[
https://issues.apache.org/jira/browse/GIRAPH-246?page=com.atlassian.jira.plugin.system.issuetabpanels:comment-tabpanel&focusedCommentId=13431941#comment-13431941
]
Eli Reisman commented on GIRAPH-246:
------------------------------------
The version of Hadoop we test on is not without its own patches. I agree with
both of you. This whole thing makes me uncomfortable. I would be most
comfortable with a fix that we understood the workings of.

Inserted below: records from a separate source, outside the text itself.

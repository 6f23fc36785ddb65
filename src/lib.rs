//! # Surf Forecast Core Library
//!
//! This library provides the data structures and derived-metrics logic for the
//! surf forecast dashboard. The dashboard tracks two fixed beach locations,
//! pulling hourly wind forecasts from a public weather API and tide extremum
//! predictions from a tide API, then scoring each forecast hour for surf
//! quality based on how well the predicted wind bearing matches the beach's
//! ideal bearing.
//!
//! ## Design Philosophy
//!
//! ### Pure metrics, impure edges
//! All derived values (cardinal labels, quality scores, display colors, tide
//! phases) come from pure functions in [`metrics`]. Network fetching lives in
//! [`forecast_data`] and [`tide_data`], rendering in [`renderer`]. A fetch
//! failure never crashes the pipeline: the affected series is replaced by an
//! explicit "unavailable" value and the renderer shows that state.
//!
//! ### Ephemeral data
//! Everything is fetched fresh for the displayed day and dropped afterwards.
//! No cache, no persistence, no cross-run state.
//!
//! ### Data Flow
//! 1. **Fetch**: hourly wind arrays + tide extrema for the configured day
//! 2. **Derive**: each hour → cardinal label, 0-10 score, display color
//! 3. **Resolve**: selected hour → tide phase and detail line
//! 4. **Render**: per-beach panel and hourly score chart on the terminal
//!
//! ## Core Types
//!
//! - [`WindSample`]: one forecast hour of wind speed and bearing
//! - [`WindSeries`]: a day of hourly samples plus an availability flag
//! - [`TideEvent`]: one predicted tide extremum (high or low water)

use chrono::{DateTime, Utc};
use serde::{Deserialize, Serialize};

// Module declarations
pub mod config;
pub mod forecast_data;
pub mod metrics;
pub mod renderer;
pub mod tide_data;

/// A single hourly wind forecast sample.
///
/// Bearings follow the meteorological convention used by the upstream API:
/// degrees clockwise from true north, describing the direction the wind
/// comes *from*. Values are kept as delivered; normalization happens inside
/// the metrics functions that consume them.
///
/// # Example
/// ```
/// use chrono::{TimeZone, Utc};
/// use surf_forecast_lib::WindSample;
///
/// let sample = WindSample {
///     time: Utc.with_ymd_and_hms(2026, 8, 29, 14, 0, 0).unwrap(),
///     speed_kmh: 18.5,
///     bearing_deg: 92.0,
/// };
/// assert!(sample.bearing_deg < 360.0);
/// ```
#[derive(Clone, Copy, Debug, PartialEq, Serialize, Deserialize)]
pub struct WindSample {
    /// Forecast hour (UTC)
    pub time: DateTime<Utc>,
    /// Wind speed at 10 m, km/h
    pub speed_kmh: f64,
    /// Wind bearing in degrees clockwise from true north
    pub bearing_deg: f64,
}

/// A full day of hourly wind samples for one beach.
///
/// When the upstream fetch fails, the dashboard substitutes an empty series
/// with `unavailable = true` so the renderer can show an explicit
/// "data unavailable" state instead of crashing or hiding the beach.
///
/// # Example
/// ```
/// use surf_forecast_lib::WindSeries;
///
/// let series = WindSeries::unavailable();
/// assert!(series.unavailable);
/// assert!(series.samples.is_empty());
/// ```
#[derive(Clone, Debug, Serialize, Deserialize)]
pub struct WindSeries {
    /// Hourly samples in chronological order (typically 24 per day)
    pub samples: Vec<WindSample>,
    /// True if the upstream fetch failed and this series carries no data
    pub unavailable: bool,
}

impl WindSeries {
    /// Sentinel series used when the forecast source could not be reached.
    pub fn unavailable() -> Self {
        WindSeries {
            samples: Vec::new(),
            unavailable: true,
        }
    }
}

/// Kind of a predicted tide extremum.
#[derive(Clone, Copy, Debug, PartialEq, Eq, Serialize, Deserialize)]
#[serde(rename_all = "UPPERCASE")]
pub enum TideEventKind {
    /// Local maximum of tide height (high water)
    High,
    /// Local minimum of tide height (low water)
    Low,
}

/// One predicted tide extremum for the displayed day.
///
/// Batches delivered by the tide source are not guaranteed to be sorted;
/// [`metrics::resolve_phase`] sorts before use. Well-formed data never has
/// two events at the same instant, but duplicates must not cause a panic.
#[derive(Clone, Copy, Debug, PartialEq, Serialize, Deserialize)]
pub struct TideEvent {
    /// Instant of the extremum (UTC)
    pub time: DateTime<Utc>,
    /// Predicted tide height in meters
    pub height_m: f64,
    /// High or low water
    pub kind: TideEventKind,
}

Shortly after the discussion I had with Claudio and Maya about the disk spill
code is the first time I had any impression everyone was not attempting to
scale this out due to the fact that we ride on Hadoop, BSP has "Bulk" in it
etc. After that discussion, I realized perhaps others were not seeing the stuff
that was bothering me because we weren't all testing on the same scale of
hardware. Since then, as this issue has come up, I have assumed no one was
verifying this stuff but me.
I am not comfortable being the single source of ground truth on this,
especially if others feel strongly about it. All along, I assumed there would
come a point where someone would stop arguing and just run some large jobs on
some large data to verify at least someone else could either make one of the
other fixes work, or not.
Now (and for the short but immediate future) none of us are able to schedule
large jobs and do this (I have been trying, believe me.) I do have a rebased
patch that works for us. We have been using it for a while now with success. If
you want to wait and put this in later when others encounter the same problem,
or if someone is being proactive about fixing the problem soon, I'm totally
fine with that.
My only horse in this race is getting jobs to run. In the short term, I have a
way to do that for now with the 246-11 or the other rebase. So I'm starting to
feel like barring some alternate ground truth coming into the picture and
settling this, I'm fine handling this however we like, as long as its short
term window.
> Periodic worker calls to context.progress() will prevent timeout on some
> Hadoop clusters during barrier waits
> -------------------------------------------------------------------------------------------------------------
>
> Key: GIRAPH-246
> URL: https://issues.apache.org/jira/browse/GIRAPH-246
> Project: Giraph
> Issue Type: Improvement
> Components: bsp
> Affects Versions: 0.2.0
> Reporter: Eli Reisman
> Assignee: Eli Reisman
> Priority: Minor
> Labels: hadoop, patch
> Fix For: 0.2.0
>
> Attachments: GIRAPH-246-1.patch, GIRAPH-246-10.patch,
> GIRAPH-246-11.patch, GIRAPH-246-2.patch, GIRAPH-246-3.patch,
> GIRAPH-246-4.patch, GIRAPH-246-5.patch, GIRAPH-246-6.patch,
> GIRAPH-246-7.patch, GIRAPH-246-8.patch, GIRAPH-246-9.patch
>
>
> This simple change creates a command-line configurable option in GiraphJob to
> control the time between calls to context().progress() that allows workers to
> avoid timeouts during long data load-ins in which some works complete their
> input split reads much faster than others, or finish a super step faster. I
> found this allowed jobs that were large-scale but with low memory overhead to
> complete even when they would previously time out during runs on a Hadoop
> cluster. Timeout is still possible when the worker crashes or runs out of
> memory or has other GC or RPC trouble that is legitimate, but prevents
> unintentional crashes when the worker is actually still healthy.
--
This message is automatically generated by JIRA.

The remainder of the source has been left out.